Lady Megan Arvon Lloyd George,  (22 April 1902 – 14 May 1966) was a Welsh politician and the first female Member of Parliament (MP) for a Welsh constituency. She also served as Deputy Leader of the Liberal Party, before later becoming a Labour MP. In 2016, she was named as one of "the 50 greatest Welsh men and women of all time".

Background

She was the youngest child of David Lloyd George and his wife, Margaret, being born in 1902 in Criccieth, Caernarfonshire. Her name at birth was registered with forenames Megan Arvon and surname George, but she adopted her father's barrelled surname "Lloyd George". As her father was raised to the peerage as Earl Lloyd-George of Dwyfor in 1945, she gained the style of Lady Megan (Lloyd George).

Childhood 

Lloyd George was imaginative and "sprite-like" when young, and was described in the local press as a "daring sceptic", disliking her father's stories of Daniel in the lions' den. Around the age of five, she would travel with her father to their house in Brighton, and delight his guests by bringing them an early morning cup of tea while they were still in bed.

She began public engagements at an early age, and on 16 November 1910, at the age of eight, performed the opening ceremony of the extension of the Claremont Central Mission in Pentonville.

Liberal Party
Like her brother, Gwilym, she followed her father into politics. She became the first female MP in Wales when she won Anglesey for the Liberals in 1929.

Along with her father, she refused to support Ramsay MacDonald's National Government in 1931 and successfully held Anglesey as an opposition Liberal at the 1931 General Election. She held the seat again as a Liberal from 1935 to 1951.  During World War II, she was a member of Radical Action, which called for a more radical political stance and for the party to withdraw from the war-time electoral truce.

Throughout the 1940s and 1950s she campaigned for a Welsh Parliament and the creation of a Secretary of State for Wales. Prominent among the radicals in the Liberal Party, she opposed what she saw as the party's drift away from her father's brand of liberalism. During the late 1940s, Lady Megan (as she was universally known) remained on friendly terms with Clement Attlee and there were rumours that she would join the Labour Party.  In 1949, Lady Megan was elected Deputy Leader of the Liberal Party in a bid to create unity, but after losing her seat she stood down in 1952. Disillusioned with the Liberals, she indicated in November that year that she would not stand again in Anglesey.

Labour Party

In 1955, Lady Megan defected to the Labour Party.
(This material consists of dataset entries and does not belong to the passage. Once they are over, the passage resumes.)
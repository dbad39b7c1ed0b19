// Copyright 2026 U.S. Federal Government (in countries where recognized)
// SPDX-License-Identifier: Apache-2.0

//! [`NetworkStack`] backed by the host OS.
//!
//! Sockets are created with `socket2` so that each setup step (create, bind,
//! non-blocking) fails separately and is reported under its own name. Name
//! resolution goes through the system resolver via [`ToSocketAddrs`], which
//! blocks; literal addresses resolve without a lookup.

use std::io;
use std::net::{IpAddr, Ipv4Addr, SocketAddr, SocketAddrV4, ToSocketAddrs, UdpSocket};

use log::debug;
use socket2::{Domain, Protocol, Socket, Type};

use crate::error::{SocketOp, SyncError};
use crate::platform::{DatagramSocket, NetworkStack};

/// Host network stack.
///
/// The link is reported as connected unless a probe is installed with
/// [`with_link_probe`](Self::with_link_probe).
#[derive(Clone, Copy, Debug)]
pub struct StdNetwork {
    link_probe: Option<fn() -> bool>,
}

impl StdNetwork {
    /// Creates a network stack that always reports the link as up.
    pub fn new() -> Self {
        StdNetwork { link_probe: None }
    }

    /// Uses `probe` to decide whether the link is up.
    pub fn with_link_probe(mut self, probe: fn() -> bool) -> Self {
        self.link_probe = Some(probe);
        self
    }
}

impl Default for StdNetwork {
    fn default() -> Self {
        Self::new()
    }
}

impl NetworkStack for StdNetwork {
    type Socket = StdSocket;

    fn is_connected(&self) -> bool {
        self.link_probe.is_none_or(|probe| probe())
    }

    fn resolve(&mut self, host: &str) -> Result<Ipv4Addr, SyncError> {
        let addrs = (host, 0)
            .to_socket_addrs()
            .map_err(|source| SyncError::Resolve {
                host: host.to_owned(),
                source,
            })?;
        first_ipv4(addrs).ok_or_else(|| SyncError::NoIpv4Address {
            host: host.to_owned(),
        })
    }

    fn open(&mut self, local_port: u16) -> Result<StdSocket, SyncError> {
        let socket = Socket::new(Domain::IPV4, Type::DGRAM, Some(Protocol::UDP)).map_err(
            |source| SyncError::Socket {
                op: SocketOp::Create,
                source,
            },
        )?;
        let local = SocketAddr::from(SocketAddrV4::new(Ipv4Addr::UNSPECIFIED, local_port));
        socket
            .bind(&local.into())
            .map_err(|source| SyncError::Socket {
                op: SocketOp::Bind,
                source,
            })?;
        socket
            .set_nonblocking(true)
            .map_err(|source| SyncError::Socket {
                op: SocketOp::NonBlocking,
                source,
            })?;
        debug!("NTP: socket bound to port {}", local_port);
        Ok(StdSocket(socket.into()))
    }
}

fn first_ipv4(addrs: impl IntoIterator<Item = SocketAddr>) -> Option<Ipv4Addr> {
    addrs.into_iter().find_map(|addr| match addr.ip() {
        IpAddr::V4(v4) => Some(v4),
        IpAddr::V6(_) => None,
    })
}

/// A non-blocking UDP socket from [`StdNetwork`].
#[derive(Debug)]
pub struct StdSocket(UdpSocket);

impl StdSocket {
    /// The local address the socket is bound to.
    pub fn local_addr(&self) -> io::Result<SocketAddr> {
        self.0.local_addr()
    }
}

impl DatagramSocket for StdSocket {
    fn send_to(&mut self, buf: &[u8], target: SocketAddrV4) -> io::Result<usize> {
        self.0.send_to(buf, target)
    }

    fn recv(&mut self, buf: &mut [u8]) -> io::Result<usize> {
        self.0.recv_from(buf).map(|(len, _)| len)
    }
}

#[cfg(test)]
mod tests {
    use super::*;
    use std::net::Ipv6Addr;

    #[test]
    fn test_first_ipv4_skips_v6() {
        let addrs = vec![
            SocketAddr::from((Ipv6Addr::LOCALHOST, 0)),
            SocketAddr::from((Ipv4Addr::new(192, 0, 2, 7), 0)),
        ];
        assert_eq!(first_ipv4(addrs), Some(Ipv4Addr::new(192, 0, 2, 7)));
        assert_eq!(first_ipv4(vec![SocketAddr::from((Ipv6Addr::LOCALHOST, 0))]), None);
    }

    #[test]
    fn test_resolve_literal() {
        let mut net = StdNetwork::new();
        assert_eq!(net.resolve("127.0.0.1").unwrap(), Ipv4Addr::LOCALHOST);
    }

    #[test]
    fn test_link_probe() {
        assert!(StdNetwork::new().is_connected());
        assert!(!StdNetwork::new().with_link_probe(|| false).is_connected());
    }

    #[test]
    fn test_open_is_non_blocking() {
        let mut net = StdNetwork::new();
        let mut socket = net.open(0).unwrap();
        assert!(socket.local_addr().unwrap().port() != 0);
        let mut buf = [0u8; 48];
        let err = socket.recv(&mut buf).unwrap_err();
        assert_eq!(err.kind(), io::ErrorKind::WouldBlock);
    }

    #[test]
    fn test_bind_conflict_reports_bind() {
        let mut net = StdNetwork::new();
        let first = net.open(0).unwrap();
        let port = first.local_addr().unwrap().port();
        let err = net.open(port).unwrap_err();
        assert_eq!(err.op(), "bind");
    }
}
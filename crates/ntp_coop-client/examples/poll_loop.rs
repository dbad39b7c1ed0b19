// Copyright 2026 U.S. Federal Government (in countries where recognized)
// SPDX-License-Identifier: Apache-2.0

//! Drive the sync engine from a simple cooperative loop.
//!
//! The loop stands in for an embedded scheduler: each pass polls the engine
//! once and then does "other work" (here, sleeping). The engine never blocks
//! the loop; it sends a request when its timer expires and picks up the reply
//! on a later pass.
//!
//! Run with:
//!   cargo run -p ntp_coop-client --example poll_loop -- [server] [passes]
//!
//! Set `RUST_LOG=debug` to also see link and socket diagnostics.

use std::time::Duration;

use ntp_coop::{Clock, StdClock, StdNetwork, SyncConfig, SyncEngine};

fn main() {
    env_logger::Builder::from_env(env_logger::Env::default().default_filter_or("info")).init();

    let mut args = std::env::args().skip(1);
    let server = args.next().unwrap_or_else(|| "pool.ntp.org".to_string());
    let passes: u32 = args.next().and_then(|s| s.parse().ok()).unwrap_or(600);

    let config = SyncConfig::new(server)
        .with_local_port(0)
        .with_update_interval(Duration::from_secs(30))
        .with_retry_interval(Duration::from_secs(5));
    let mut engine = SyncEngine::new(StdNetwork::new(), StdClock::new(), config);

    let mut last_printed = 0;
    for _ in 0..passes {
        let outcome = engine.poll();
        if outcome.received
            && let Some(boot) = engine.boot_timestamp()
        {
            println!("synchronized, first sync at {}", boot.iso());
        }

        if engine.is_time_set() {
            let now = engine.get_epoch_time();
            if now != last_printed {
                println!(
                    "unix time {} (next request in {:?})",
                    now,
                    engine.timer().remaining(engine.clock().now_ms())
                );
                last_printed = now;
            }
        }

        std::thread::sleep(Duration::from_millis(100));
    }

    engine.end();
}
In 1957, she stood against the Liberals as the Labour Party candidate at a by-election in Carmarthen and won the seat, which she held until her death from breast cancer at Pwllheli in 1966, aged 64.

She was Philip Noel-Baker's romantic partner from 1936 until Irene Noel-Baker's death in 1956.

Awards and legacy
She was posthumously appointed as a Companion of Honour in the Dissolution Honours List published five days after her death.

In 2016 she was included in a list of "the 50 greatest Welsh men and women of all time".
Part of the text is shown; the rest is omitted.